> [Task description]: Below are the records; work out how many lines among them contain "ResolvedZone", and write nothing besides that number.

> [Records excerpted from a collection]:
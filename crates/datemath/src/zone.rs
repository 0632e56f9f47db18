//! Timezone resolution for anchor parsing.
//!
//! A zone spec resolves in three steps: IANA database name, built-in
//! abbreviation, then a `±H:MM` offset. The resolved zone only localizes the
//! anchor; results are always returned in UTC.

use std::collections::HashMap;

use chrono::{DateTime, FixedOffset, NaiveDateTime, TimeZone, Utc};
use chrono_tz::Tz;
use once_cell::sync::Lazy;
use regex::Regex;

use crate::error::{DateMathError, Result};

// ── Abbreviation table ──────────────────────────────────────────────────────

/// Common timezone abbreviation → offset string, looked up case-insensitively.
///
/// Abbreviations that the IANA database also ships as legacy zone names
/// (UTC, GMT, EST, MST, HST) resolve in the database step first with the
/// same meaning; they are kept here so the table stands on its own.
const BUILT_IN_ZONES: &[(&str, &str)] = &[
    ("IDLW", "-12:00"),
    ("NT", "-11:00"),
    ("HST", "-10:00"),
    ("AKST", "-9:00"),
    ("AKDT", "-8:00"),
    ("PST", "-8:00"),
    ("PDT", "-7:00"),
    ("MST", "-7:00"),
    ("MDT", "-6:00"),
    ("CST", "-6:00"),
    ("CDT", "-5:00"),
    ("EST", "-5:00"),
    ("EDT", "-4:00"),
    ("AST", "-4:00"),
    ("NST", "-3:30"),
    ("ART", "-3:00"),
    ("BRT", "-3:00"),
    ("UT", "+0:00"),
    ("UTC", "+0:00"),
    ("GMT", "+0:00"),
    ("WET", "+0:00"),
    ("BST", "+1:00"),
    ("CET", "+1:00"),
    ("WAT", "+1:00"),
    ("CEST", "+2:00"),
    ("EET", "+2:00"),
    ("SAST", "+2:00"),
    ("EEST", "+3:00"),
    ("MSK", "+3:00"),
    ("IRST", "+3:30"),
    ("GST", "+4:00"),
    ("PKT", "+5:00"),
    ("IST", "+5:30"),
    ("NPT", "+5:45"),
    ("BDT", "+6:00"),
    ("ICT", "+7:00"),
    ("WIB", "+7:00"),
    ("AWST", "+8:00"),
    ("HKT", "+8:00"),
    ("SGT", "+8:00"),
    ("JST", "+9:00"),
    ("KST", "+9:00"),
    ("ACST", "+9:30"),
    ("AEST", "+10:00"),
    ("ACDT", "+10:30"),
    ("AEDT", "+11:00"),
    ("NZST", "+12:00"),
    ("NZDT", "+13:00"),
];

static ZONE_ABBREVIATIONS: Lazy<HashMap<&'static str, &'static str>> =
    Lazy::new(|| BUILT_IN_ZONES.iter().copied().collect());

/// Offset grammar: sign, 1-2 digit hour, 1-2 digit minute. Matched
/// unanchored, like the original contract.
static OFFSET_PATTERN: Lazy<Regex> =
    Lazy::new(|| Regex::new(r"(\+|-)(\d{1,2}):(\d{1,2})").unwrap());

// ── ResolvedZone ────────────────────────────────────────────────────────────

/// A concrete zone used to localize anchor wall-clock readings.
#[derive(Debug, Clone, Copy, PartialEq, Eq)]
pub enum ResolvedZone {
    /// An IANA database zone (historical offsets, DST rules).
    Named(Tz),
    /// A fixed offset, in seconds east of UTC.
    Fixed(FixedOffset),
}

impl ResolvedZone {
    /// Interpret a naive wall-clock reading in this zone and return the UTC
    /// instant. Ambiguous local times (DST fall-back) take the earlier
    /// mapping; nonexistent ones (DST gap) yield `None`.
    pub(crate) fn from_local(&self, naive: &NaiveDateTime) -> Option<DateTime<Utc>> {
        match self {
            ResolvedZone::Named(tz) => tz
                .from_local_datetime(naive)
                .earliest()
                .map(|dt| dt.with_timezone(&Utc)),
            ResolvedZone::Fixed(offset) => offset
                .from_local_datetime(naive)
                .single()
                .map(|dt| dt.with_timezone(&Utc)),
        }
    }
}

/// Resolve a zone spec: IANA name, abbreviation, or `±H:MM` offset.
///
/// A zone string `+07:00` means "local wall-clock time is seven hours ahead
/// of UTC", so localizing `1970-01-01T00:00:00` in it yields the UTC instant
/// seven hours *before* the epoch.
///
/// # Errors
///
/// [`DateMathError::InvalidTimezoneFormat`] if `spec` matches none of the
/// three shapes; [`DateMathError::InvalidTimezoneRange`] if the offset hour
/// exceeds 23 or the minute exceeds 59.
///
/// # Examples
///
/// ```
/// use chrono::FixedOffset;
/// use datemath::{resolve_zone, ResolvedZone};
///
/// let zone = resolve_zone("+7:00").unwrap();
/// assert_eq!(
///     zone,
///     ResolvedZone::Fixed(FixedOffset::east_opt(7 * 3600).unwrap())
/// );
/// assert!(resolve_zone("Asia/Shanghai").is_ok());
/// assert!(resolve_zone("pst").is_ok());
/// ```
pub fn resolve_zone(spec: &str) -> Result<ResolvedZone> {
    if let Ok(tz) = spec.parse::<Tz>() {
        return Ok(ResolvedZone::Named(tz));
    }

    // Abbreviations substitute an offset string; unknown specs continue with
    // the original text so offsets like "+7:00" fall through to the grammar.
    let upper = spec.to_uppercase();
    let candidate = ZONE_ABBREVIATIONS
        .get(upper.as_str())
        .copied()
        .unwrap_or(spec);

    let caps = OFFSET_PATTERN
        .captures(candidate)
        .ok_or_else(|| DateMathError::InvalidTimezoneFormat(spec.to_string()))?;

    let hour: i32 = caps[2]
        .parse()
        .map_err(|_| DateMathError::InvalidTimezoneFormat(spec.to_string()))?;
    if hour > 23 {
        return Err(DateMathError::InvalidTimezoneRange {
            spec: spec.to_string(),
            field: "hour",
            max: 23,
        });
    }
    let minute: i32 = caps[3]
        .parse()
        .map_err(|_| DateMathError::InvalidTimezoneFormat(spec.to_string()))?;
    if minute > 59 {
        return Err(DateMathError::InvalidTimezoneRange {
            spec: spec.to_string(),
            field: "minute",
            max: 59,
        });
    }

    let sign = if &caps[1] == "-" { -1 } else { 1 };
    let offset = FixedOffset::east_opt(sign * (hour * 3600 + minute * 60))
        .ok_or_else(|| DateMathError::InvalidTimezoneFormat(spec.to_string()))?;
    Ok(ResolvedZone::Fixed(offset))
}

> [Problem solution]: 10